Ich vermute aber, daß es irgendwie am „heimlich“ liegt, daß man die Stelle versteht, wenn man den Begriff versteht. λάθρᾳ kommt von λανθάνω, was soviel heißt wie heimlich sein, verborgen sein. Josef schickt Maria also fort, aber nicht so, daß es jemand merken würde… das hört sich für mich wie ein Widerspruch an. Womöglich könnte man das λάθρᾳ auf die Schwangerschaft beziehen. Nein, halt ich seh grad, es ist ein Adverb und kein Partizip… ἀπολύω heißt aber nicht nur scheiden, oder wegschicken, sondern auch vergeben, lösen, oder freigeben.
Vielleicht ist der Gedanke, daß Josef die Verlobung auflösen wollte, aber so tun, als wisse er über die Schwangerschaft nichts. Womöglich ging die Lösung der Verlobung noch ohne „etwas Schändliches“ an der Frau finden zu können? Dann hätte es so ausgesehen, als ob Josef schnell mal Spaß hatte und sie dann sitzen ließ, was womöglich ging, so lange man nicht richtig verheiratet war. Dann hätten alle gedacht, er ist der Böse und Maria das Opfer… Das würde dann wieder passen. Was aber keinen Sinn ergibt ist, daß Josef heimlich, ohne daß die anderen es merken, sich von ihr trennt… Es sei denn es steht der Gedanke an eine Beziehung wie die zwischen David und Michal im Hintergrund (2. Sam 6,23).

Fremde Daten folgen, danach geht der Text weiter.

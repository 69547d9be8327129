//! Grid of maze cells

use std::fmt;

use anyhow::{anyhow, bail};
use itertools::Itertools;

/// Cost sentinel of a cell that the current search has not reached
pub const UNSEEN: u32 = u32::MAX;

/// Location in the grid
#[derive(PartialEq, Eq, Hash, Clone, Copy, Debug)]
pub struct Point {
    pub x: usize,
    pub y: usize,
}

impl Point {
    pub const fn new(x: usize, y: usize) -> Self {
        Self { x, y }
    }

    /// Point `distance` cells away in `dir`, or `None` when that would
    /// leave the non-negative quadrant.
    pub fn step(self, dir: Direction, distance: usize) -> Option<Point> {
        let (x, y) = match dir {
            Direction::North => (Some(self.x), self.y.checked_sub(distance)),
            Direction::South => (Some(self.x), self.y.checked_add(distance)),
            Direction::East => (self.x.checked_add(distance), Some(self.y)),
            Direction::West => (self.x.checked_sub(distance), Some(self.y)),
        };
        Some(Point::new(x?, y?))
    }
}

impl fmt::Display for Point {
    fn fmt(&self, f: &mut fmt::Formatter<'_>) -> fmt::Result {
        write!(f, "({}, {})", self.x, self.y)
    }
}

/// Cardinal direction on the grid
#[derive(PartialEq, Eq, Clone, Copy, Debug)]
pub enum Direction {
    North,
    South,
    East,
    West,
}

impl Direction {
    /// Neighbor order shared by every algorithm, so that ties break the
    /// same way everywhere.
    pub const ALL: [Direction; 4] = [
        Direction::North,
        Direction::South,
        Direction::East,
        Direction::West,
    ];

    pub fn is_vertical(self) -> bool {
        matches!(self, Direction::North | Direction::South)
    }

    /// The two directions at right angles to this one
    pub fn perpendicular(self) -> [Direction; 2] {
        if self.is_vertical() {
            [Direction::East, Direction::West]
        } else {
            [Direction::North, Direction::South]
        }
    }
}

/// Single square of the maze
///
/// Generation and search keep separate bookkeeping flags, so a freshly
/// carved maze never leaks "visited" state into a solver.
#[derive(Clone, Debug)]
pub struct Cell {
    pub x: usize,
    pub y: usize,
    pub is_wall: bool,
    /// Room already reached by the maze generator
    pub generation_visited: bool,
    /// Settled by the running search; never re-examined afterwards
    pub search_closed: bool,
    /// Accumulated cost from the search origin, [UNSEEN] until reached
    pub g_cost: u32,
    /// Heuristic estimate to the search target
    pub h_cost: u32,
    /// Index of the predecessor cell in the same grid
    pub parent: Option<usize>,
    /// Marked for rendering by [Grid::mark_path]
    pub on_path: bool,
}

impl Cell {
    fn new(x: usize, y: usize, is_wall: bool) -> Self {
        Self {
            x,
            y,
            is_wall,
            generation_visited: false,
            search_closed: false,
            g_cost: UNSEEN,
            h_cost: 0,
            parent: None,
            on_path: false,
        }
    }

    pub fn pos(&self) -> Point {
        Point::new(self.x, self.y)
    }

    pub fn f_cost(&self) -> u32 {
        self.g_cost.saturating_add(self.h_cost)
    }
}

/// Rectangular maze, cells stored row-major
#[derive(Clone, Debug)]
pub struct Grid {
    width: usize,
    height: usize,
    cells: Vec<Cell>,
    start: Point,
    goal: Point,
}

impl Grid {
    const C_WALL: char = '#';
    const C_OPEN: char = ' ';
    const C_START: char = 'S';
    const C_GOAL: char = 'E';
    const C_PATH: char = '.';

    /// Create a grid of solid walls.
    ///
    /// Start and goal default to the first and last interior cells,
    /// `(1, 1)` and `(width - 2, height - 2)`.
    pub fn new(width: usize, height: usize) -> Self {
        let cells = (0..height)
            .flat_map(|y| (0..width).map(move |x| Cell::new(x, y, true)))
            .collect();
        Self {
            width,
            height,
            cells,
            start: Point::new(1, 1),
            goal: Point::new(width.saturating_sub(2), height.saturating_sub(2)),
        }
    }

    /// Parse a grid from its ASCII rendering
    ///
    /// - `text`: Rows separated by newlines, using `#` for walls, ` ` (or
    ///   `.`) for open cells, `S` for the start and `E` for the goal.
    ///
    /// Returns error on ragged rows, unknown characters, or a missing start
    /// or goal.
    ///
    /// # Examples
    /// ```
    /// use maze_race::Grid;
    ///
    /// let grid = Grid::from_ascii("#####\n#S  #\n### #\n#E  #\n#####").unwrap();
    /// assert_eq!(grid.goal().x, 1);
    /// ```
    pub fn from_ascii(text: &str) -> anyhow::Result<Self> {
        let rows: Vec<Vec<char>> = text.lines().map(|row| row.chars().collect()).collect();
        let height = rows.len();
        let width = rows.first().map_or(0, Vec::len);
        if width == 0 {
            bail!("Empty maze");
        }

        let mut grid = Grid::new(width, height);
        let mut start = None;
        let mut goal = None;
        for (y, row) in rows.iter().enumerate() {
            if row.len() != width {
                bail!("Row {} has {} cells, expected {}", y, row.len(), width);
            }
            for (x, c) in row.iter().enumerate() {
                let idx = y * width + x;
                grid.cells[idx].is_wall = match *c {
                    Self::C_WALL => true,
                    Self::C_OPEN | Self::C_PATH => false,
                    Self::C_START => {
                        start = Some(Point::new(x, y));
                        false
                    }
                    Self::C_GOAL => {
                        goal = Some(Point::new(x, y));
                        false
                    }
                    val => bail!("Unexpected character `{}` at x={}, y={}", val, x, y),
                };
            }
        }

        grid.start = start.ok_or_else(|| anyhow!("Start is not found in maze"))?;
        grid.goal = goal.ok_or_else(|| anyhow!("Goal is not found in maze"))?;
        Ok(grid)
    }

    pub fn width(&self) -> usize {
        self.width
    }

    pub fn height(&self) -> usize {
        self.height
    }

    pub fn start(&self) -> Point {
        self.start
    }

    pub fn goal(&self) -> Point {
        self.goal
    }

    pub fn cells(&self) -> &[Cell] {
        &self.cells
    }

    /// Move the start. Rejects points outside the grid.
    pub fn set_start(&mut self, p: Point) -> anyhow::Result<()> {
        self.check_bounds(p)?;
        self.start = p;
        Ok(())
    }

    /// Move the goal. Rejects points outside the grid.
    pub fn set_goal(&mut self, p: Point) -> anyhow::Result<()> {
        self.check_bounds(p)?;
        self.goal = p;
        Ok(())
    }

    pub fn contains(&self, p: Point) -> bool {
        p.x < self.width && p.y < self.height
    }

    /// Row-major index of `p`, if it is inside the grid
    pub fn index_of(&self, p: Point) -> Option<usize> {
        self.contains(p).then(|| p.y * self.width + p.x)
    }

    pub fn point_of(&self, idx: usize) -> Point {
        Point::new(idx % self.width, idx / self.width)
    }

    pub fn at(&self, x: usize, y: usize) -> anyhow::Result<&Cell> {
        let idx = self.checked_index(Point::new(x, y))?;
        Ok(&self.cells[idx])
    }

    pub fn at_mut(&mut self, x: usize, y: usize) -> anyhow::Result<&mut Cell> {
        let idx = self.checked_index(Point::new(x, y))?;
        Ok(&mut self.cells[idx])
    }

    pub(crate) fn cell(&self, idx: usize) -> &Cell {
        &self.cells[idx]
    }

    pub(crate) fn cell_mut(&mut self, idx: usize) -> &mut Cell {
        &mut self.cells[idx]
    }

    /// In bounds and not a wall
    pub fn is_open(&self, p: Point) -> bool {
        self.index_of(p).is_some_and(|idx| !self.cells[idx].is_wall)
    }

    pub fn set_wall(&mut self, p: Point, is_wall: bool) -> anyhow::Result<()> {
        self.at_mut(p.x, p.y)?.is_wall = is_wall;
        Ok(())
    }

    /// Orthogonal in-bounds neighbors, in [Direction::ALL] order
    pub fn neighbors4(&self, p: Point) -> impl Iterator<Item = Point> + '_ {
        Direction::ALL
            .into_iter()
            .filter_map(move |dir| p.step(dir, 1))
            .filter(|n| self.contains(*n))
    }

    /// [Self::neighbors4] without walls
    pub fn navigable_neighbors(&self, p: Point) -> impl Iterator<Item = Point> + '_ {
        self.neighbors4(p).filter(|n| self.is_open(*n))
    }

    /// Clear all search state. Every solve starts with this, since all
    /// algorithms share the same cells.
    pub fn reset_for_solve(&mut self) {
        for cell in self.cells.iter_mut() {
            cell.search_closed = false;
            cell.g_cost = UNSEEN;
            cell.h_cost = 0;
            cell.parent = None;
            cell.on_path = false;
        }
    }

    /// Flag cells of `path` so that [Self::to_ascii] draws them
    pub fn mark_path(&mut self, path: &[Point]) {
        for p in path {
            if let Some(idx) = self.index_of(*p) {
                self.cells[idx].on_path = true;
            }
        }
    }

    /// Render as text: `#` wall, `S` start, `E` goal, `.` marked path,
    /// ` ` open. Every row ends with a newline.
    pub fn to_ascii(&self) -> String {
        self.cells
            .chunks(self.width.max(1))
            .map(|row| {
                row.iter()
                    .map(|cell| self.symbol(cell))
                    .chain(std::iter::once('\n'))
                    .collect::<String>()
            })
            .join("")
    }

    fn symbol(&self, cell: &Cell) -> char {
        if cell.pos() == self.start {
            Self::C_START
        } else if cell.pos() == self.goal {
            Self::C_GOAL
        } else if cell.is_wall {
            Self::C_WALL
        } else if cell.on_path {
            Self::C_PATH
        } else {
            Self::C_OPEN
        }
    }

    fn check_bounds(&self, p: Point) -> anyhow::Result<()> {
        if !self.contains(p) {
            bail!(
                "{} is outside the {}x{} grid",
                p,
                self.width,
                self.height
            );
        }
        Ok(())
    }

    fn checked_index(&self, p: Point) -> anyhow::Result<usize> {
        self.check_bounds(p)?;
        Ok(p.y * self.width + p.x)
    }
}

impl fmt::Display for Grid {
    fn fmt(&self, f: &mut fmt::Formatter<'_>) -> fmt::Result {
        f.write_str(&self.to_ascii())
    }
}

#[cfg(test)]
mod tests {
    use crate::grid::{Direction, Grid, Point, UNSEEN};

    fn corridor() -> Grid {
        Grid::from_ascii(
            "
#####
#S  #
### #
#E  #
#####"
                .trim(),
        )
        .unwrap()
    }

    #[test]
    fn parse_ascii_input() {
        let grid = corridor();
        assert_eq!(grid.width(), 5);
        assert_eq!(grid.height(), 5);
        assert_eq!(grid.start(), Point::new(1, 1));
        assert_eq!(grid.goal(), Point::new(1, 3));
        assert_eq!(grid.cells().iter().filter(|c| !c.is_wall).count(), 7);
    }

    #[test]
    fn parse_rejects_unknown_characters() {
        assert!(Grid::from_ascii("#S#\n#x#\n#E#").is_err());
        assert!(Grid::from_ascii("#S#\n##\n#E#").is_err());
        assert!(Grid::from_ascii("###\n#S#\n###").is_err());
    }

    #[test]
    fn at_is_bounds_checked() {
        let mut grid = Grid::new(5, 5);
        assert!(grid.at(4, 4).is_ok());
        assert!(grid.at(5, 0).is_err());
        assert!(grid.at(0, 5).is_err());

        grid.at_mut(2, 3).unwrap().is_wall = false;
        assert!(grid.is_open(Point::new(2, 3)));
        assert_eq!(grid.index_of(Point::new(2, 3)), Some(17));
        assert_eq!(grid.point_of(17), Point::new(2, 3));
    }

    #[test]
    fn neighbors_follow_fixed_order() {
        let grid = Grid::new(5, 5);
        let around: Vec<_> = grid.neighbors4(Point::new(2, 2)).collect();
        assert_eq!(
            around,
            vec![
                Point::new(2, 1),
                Point::new(2, 3),
                Point::new(3, 2),
                Point::new(1, 2)
            ]
        );

        let corner: Vec<_> = grid.neighbors4(Point::new(0, 0)).collect();
        assert_eq!(corner, vec![Point::new(0, 1), Point::new(1, 0)]);
    }

    #[test]
    fn navigable_neighbors_skip_walls() {
        let grid = corridor();
        let open: Vec<_> = grid.navigable_neighbors(Point::new(3, 1)).collect();
        assert_eq!(open, vec![Point::new(3, 2), Point::new(2, 1)]);
    }

    #[test]
    fn reset_clears_search_state_only() {
        let mut grid = corridor();
        {
            let cell = grid.at_mut(1, 1).unwrap();
            cell.search_closed = true;
            cell.generation_visited = true;
            cell.g_cost = 3;
            cell.h_cost = 4;
            cell.parent = Some(7);
            cell.on_path = true;
        }
        grid.reset_for_solve();

        let cell = grid.at(1, 1).unwrap();
        assert!(!cell.search_closed);
        assert!(cell.generation_visited);
        assert_eq!(cell.g_cost, UNSEEN);
        assert_eq!(cell.h_cost, 0);
        assert_eq!(cell.parent, None);
        assert!(!cell.on_path);
    }

    #[test]
    fn render_marks_path() {
        let mut grid = corridor();
        grid.mark_path(&[
            Point::new(1, 1),
            Point::new(2, 1),
            Point::new(3, 1),
            Point::new(3, 2),
        ]);
        assert_eq!(grid.to_ascii(), "#####\n#S..#\n###.#\n#E  #\n#####\n");
    }

    #[test]
    fn step_stays_non_negative() {
        let p = Point::new(0, 3);
        assert_eq!(p.step(Direction::West, 1), None);
        assert_eq!(p.step(Direction::North, 2), Some(Point::new(0, 1)));
        assert_eq!(Direction::East.perpendicular(), [Direction::North, Direction::South]);
    }
}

Wär interessant, nochmal in den Kommentar zu sehen, den Du erwähnt hast.

Comment by Nordlicht on 2014-02-25 15:23:39 +0100

Es gab hinsichtlich der Schändlichkeit verschiedene Schulen, Schändlichkeit musste nicht unbedingt Ehebruch bedeuten. Vielleicht hätte er einfach einen anderen Grund (sie hat das Essen anbrennen lassen z. B.) gesucht. Dann wäre sie denke ich für andere noch immer „heiratbar“ gewesen.
Das mit dem heimlich trennen: Wenn Maria noch nicht bei ihm gewohnt hat, war vielleicht noch garnicht so offensichtlich, dass sie verlobt waren. Dann wäre es vielleicht einfacher als wir denken, sich heimlich zu trennen. Wenn keiner oder nur wenige wissen, dass man verlobt ist, und man trennt sich ohne große Öffentlichkeit, ist das vielleicht schon heimlich genug.